Comprehensive intravascular ultrasound assessment of stent area and its impact on restenosis and adverse cardiac events in 403 patients with unprotected left main disease

Kang SJ, Ahn JM, Song H et al. Keywords: stent; imaging; diagnostic coronary restenosis

ABSTRACT


BACKGROUND - We assessed the optimal intravascular ultrasound (IVUS) stent area to predict angiographic in-stent restenosis (ISR) after sirolimus-eluting stent implantation for unprotected left main coronary artery (LM) disease.
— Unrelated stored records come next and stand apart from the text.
//! WGSL shader compilation: WGSL source to wgpu::ComputePipeline

use crate::error::{KernelError, Result};

use super::device_init::WgpuContext;

/// A compiled wgpu compute kernel ready for dispatch.
pub struct WgpuCompiledKernel {
    pub pipeline: wgpu::ComputePipeline,
    pub bind_group_layout: wgpu::BindGroupLayout,
}

/// Compile WGSL source code into a compute pipeline.
///
/// The bind group layout is auto-derived from the shader, so every binding
/// the shader declares must be statically used by the entry point.
pub fn compile_wgsl(ctx: &WgpuContext, source: &str, entry_point: &str) -> Result<WgpuCompiledKernel> {
    if ctx.is_lost() {
        return Err(KernelError::compilation(format!(
            "wgpu device '{}' is lost",
            ctx.adapter_name
        )));
    }
    let device = &ctx.device;
    let pipeline = super::scoped(device, || {
        let shader_module = device.create_shader_module(wgpu::ShaderModuleDescriptor {
            label: Some("kernelfall_shader"),
            source: wgpu::ShaderSource::Wgsl(source.into()),
        });
        device.create_compute_pipeline(&wgpu::ComputePipelineDescriptor {
            label: Some("kernelfall_pipeline"),
            layout: None,
            module: &shader_module,
            entry_point: Some(entry_point),
            compilation_options: Default::default(),
            cache: None,
        })
    })
    .map_err(|e| KernelError::compilation(e.to_string()))?;

    let bind_group_layout = pipeline.get_bind_group_layout(0);

    Ok(WgpuCompiledKernel {
        pipeline,
        bind_group_layout,
    })
}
METHODS AND RESULTS - A total of 403 patients treated with single- or 2-stent strategies (crushing and T-stent) had immediate poststenting IVUS and 9-month follow-up angiography. Poststenting minimal stent area (MSA) was measured in each of 4 segments: ostial left anterior descending (LAD), ostial left circumflex (LCX) polygon of confluence (POC, confluence zone of LAD and LCX), and proximal LM above the POC. Overall, 46 (11.4%) showed angiographic restenosis at 9 months: 3 of 67 (4.5%) nonbifurcation lesions treated with a single-stent, 14 of 222 (6.3%) bifurcation lesions treated with single-stent crossover, and 29 of 114 (25.4%) of bifurcation lesions treated with 2 stents. The MSA cutoffs that best predicted ISR on a segmental basis were 5.0 mm(2) (ostial LCX ISR), 6.3 mm(2) (ostial LAD ISR), 7.2 mm(2) (ISR within the POC), and 8.2 mm(2) (ISR within the LM above the POC). Using these criteria, 133 (33.8%) had underexpansion of at least 1 segment. Angiographic ISR (at any location) was more frequent in lesions with underexpansion of at least 1 segment versus lesions with no underexpansion (24.1% versus 5.4%, P<0.001). Two-year major adverse coronary event-free survival rate was significantly lower in patients with underexpansion of at least 1 segment versus lesions with no underexpansion (90±3% versus 98±1%, log-rank P<0.001), and poststenting underexpansion was an independent predictor for major adverse cardiac events (adjusted hazard ratio, 5.56; 95% confidence interval, 1.99-15.49; P=0.001).

CONCLUSIONS - With these criteria, IVUS optimization during LMCA stenting procedures may improve clinical outcomes.